What’s more – and this is something the makers of The Amazing Spider-Man have chosen to ignore – Nolan’s Batman reboot felt fresh because the character’s origins had never been comprehensively told onscreen before. Spider-Man’s have, which gives this new, slightly grittier version of the same story the feel of a pop band suddenly trying out a more introspective sound for no other reason than they’ve been listening to a bit of Radiohead and want to sound cooler and more credible.

The sense of déjà vu is certainly among the biggest stumbling blocks new director Marc Webb (500 Days of Summer) encounters. Teasing us with an opening prologue in which the sudden disappearance of Peter Parker’s parents (played by Campbell Scott and Embeth Davitz) necessitates him going to live with his beloved Uncle Ben and Aunt May (Martin Sheen and Sally Field), the film quickly relegates this potentially intriguing plotline to the future-instalment-backburner to walk us through the spider-bite/death of Uncle Ben/discovery of his superpowers thing again. Thus, when we’re properly introduced to Peter Parker for the first time, he’s back to being a non-superpowered high school student with above-average intelligence and below- average self-esteem.

The difference this time is that he takes the not-especially nerdy shape of Andrew Garfield – a fine actor who shone as a troubled teen in Boy A and as Mark Zuckerberg’s betrayed best friend in The Social Network, but who, at the age of 28, is already older than previous incumbent Tobey Maguire when he made Spider-Man 2.

This gives the film a slight 21 Jump Street vibe, albeit without the riotous humour or the acknowledgment that in the decade since Maguire’s debut, smart, sullen guys who look good in skinny jeans and have tousled, bouffant hair are more likely to be found ruling school and having girls dropping at their feet than skulking around the corridors hoping the cute girl they like will talk to them.

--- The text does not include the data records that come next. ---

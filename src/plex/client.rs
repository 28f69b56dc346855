// src/plex/client.rs

//! HTTP client for the Plex Media Server.
//!
//! Three endpoints are consumed: `/identity` as a liveness probe,
//! `/library/sections` to discover which directories to watch, and
//! `/library/sections/{id}/refresh?path=…` to trigger a partial scan.
//! Every request carries `Accept: application/json` and, when configured,
//! the `X-Plex-Token` header.

use std::path::Path;
use std::time::{Duration, Instant};

use async_trait::async_trait;
use reqwest::header;
use tracing::{debug, info, warn};

use crate::config::Config;
use crate::errors::{PlexmonError, Result};
use crate::plex::types::{LibrarySection, SectionsResponse};
use crate::sched::ScanDispatcher;

/// Per-request timeout; generous for a LAN media server.
const REQUEST_TIMEOUT: Duration = Duration::from_secs(5);

/// Pause between startup connection attempts.
const RETRY_DELAY: Duration = Duration::from_secs(5);

pub struct PlexClient {
    http: reqwest::Client,
    base_url: String,
    token: Option<String>,
}

impl PlexClient {
    pub fn new(config: &Config) -> Result<Self> {
        let http = reqwest::Client::builder()
            .timeout(REQUEST_TIMEOUT)
            .build()?;

        Ok(Self {
            http,
            base_url: config.plex_url.trim_end_matches('/').to_string(),
            token: config.plex_token.clone(),
        })
    }

    pub fn base_url(&self) -> &str {
        &self.base_url
    }

    fn get(&self, path: &str) -> reqwest::RequestBuilder {
        let mut request = self
            .http
            .get(format!("{}{}", self.base_url, path))
            .header(header::ACCEPT, "application/json");
        if let Some(token) = &self.token {
            request = request.header("X-Plex-Token", token);
        }
        request
    }

    async fn identity(&self) -> Result<()> {
        let response = self.get("/identity").send().await?;
        if !response.status().is_success() {
            return Err(PlexmonError::HttpStatus(response.status().as_u16()));
        }
        Ok(())
    }

    /// Block until the connectivity probe succeeds, retrying every few
    /// seconds. Gives up after `startup_timeout` and fails startup.
    pub async fn wait_for_server(&self, startup_timeout: Duration) -> Result<()> {
        info!(url = %self.base_url, "attempting to connect to Plex Media Server");
        let start = Instant::now();

        loop {
            match self.check_connectivity().await {
                Ok(()) => {
                    info!("successfully connected to Plex Media Server");
                    return Ok(());
                }
                Err(err) => {
                    debug!(error = %err, "Plex server not reachable yet");
                }
            }

            if start.elapsed() >= startup_timeout {
                return Err(PlexmonError::ConnectTimeout(startup_timeout.as_secs()));
            }

            debug!(delay_secs = RETRY_DELAY.as_secs(), "retrying connection");
            tokio::time::sleep(RETRY_DELAY).await;
        }
    }

    /// Fetch the library sections and their on-disk locations.
    pub async fn sections(&self) -> Result<Vec<LibrarySection>> {
        info!("retrieving library sections from Plex");

        let response = self.get("/library/sections").send().await?;
        if !response.status().is_success() {
            return Err(PlexmonError::HttpStatus(response.status().as_u16()));
        }
        let body: SectionsResponse = response.json().await?;

        let mut sections = Vec::new();
        for directory in body.media_container.directories {
            if directory.locations.is_empty() {
                warn!(section_id = directory.key, "library section has no locations");
                continue;
            }
            sections.push(LibrarySection {
                id: directory.key,
                locations: directory
                    .locations
                    .into_iter()
                    .map(|location| location.path)
                    .collect(),
            });
        }

        info!(sections = sections.len(), "found library sections");
        Ok(sections)
    }

    /// Trigger a partial scan of `path` within a section.
    pub async fn trigger_scan(&self, path: &Path, section_id: i64) -> Result<()> {
        debug!(path = %path.display(), section_id, "triggering Plex scan");

        let response = self
            .get(&format!("/library/sections/{section_id}/refresh"))
            .query(&[("path", path.to_string_lossy().as_ref())])
            .send()
            .await?;
        if !response.status().is_success() {
            return Err(PlexmonError::HttpStatus(response.status().as_u16()));
        }

        debug!(path = %path.display(), "successfully triggered scan");
        Ok(())
    }
}

#[async_trait(?Send)]
impl ScanDispatcher for PlexClient {
    async fn check_connectivity(&self) -> Result<()> {
        self.identity().await
    }

    async fn scan(&self, path: &Path, section_id: i64) -> Result<()> {
        self.trigger_scan(path, section_id).await
    }
}
// src/main.rs

use plexmon::{cli, config, daemon, logging};

fn main() {
    if let Err(err) = run_main() {
        eprintln!("plexmon error: {err:?}");
        std::process::exit(1);
    }
}

fn run_main() -> anyhow::Result<()> {
    let args = cli::parse();
    let config_path = args.config.clone();

    let mut config = config::load_from_path(&config_path);
    config.apply_cli(&args);

    // Fork before anything spawns a thread (logging appender, runtime).
    if config.daemonize {
        daemon::daemonize()?;
    }

    let _log_guard = logging::init(&config)?;
    tracing::info!(version = env!("CARGO_PKG_VERSION"), "starting plexmon");

    // The core is single-threaded by design: one thread owns the watch set,
    // cache and scheduler, so a current-thread runtime is all it needs.
    let runtime = tokio::runtime::Builder::new_current_thread()
        .enable_all()
        .build()?;
    runtime.block_on(plexmon::run(config, config_path))
}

In The Amazing Spider-Man, that cute girl takes the form of Emma Stone’s husky-voiced Gwen Stacey, a science fiend in knee-high boots with an over-protective New York City police commissioner for a father (Denis Leary). Like Garfield, Stone is old enough to have served her time in movie high school, but she generates enough chemistry with Garfield to ensure their pairing reverberates with a mild erotic charge. Twi-hards looking for a swooning romantic fix to tide them over until Breaking Dawn Part 2 could certainly do worse than check it out.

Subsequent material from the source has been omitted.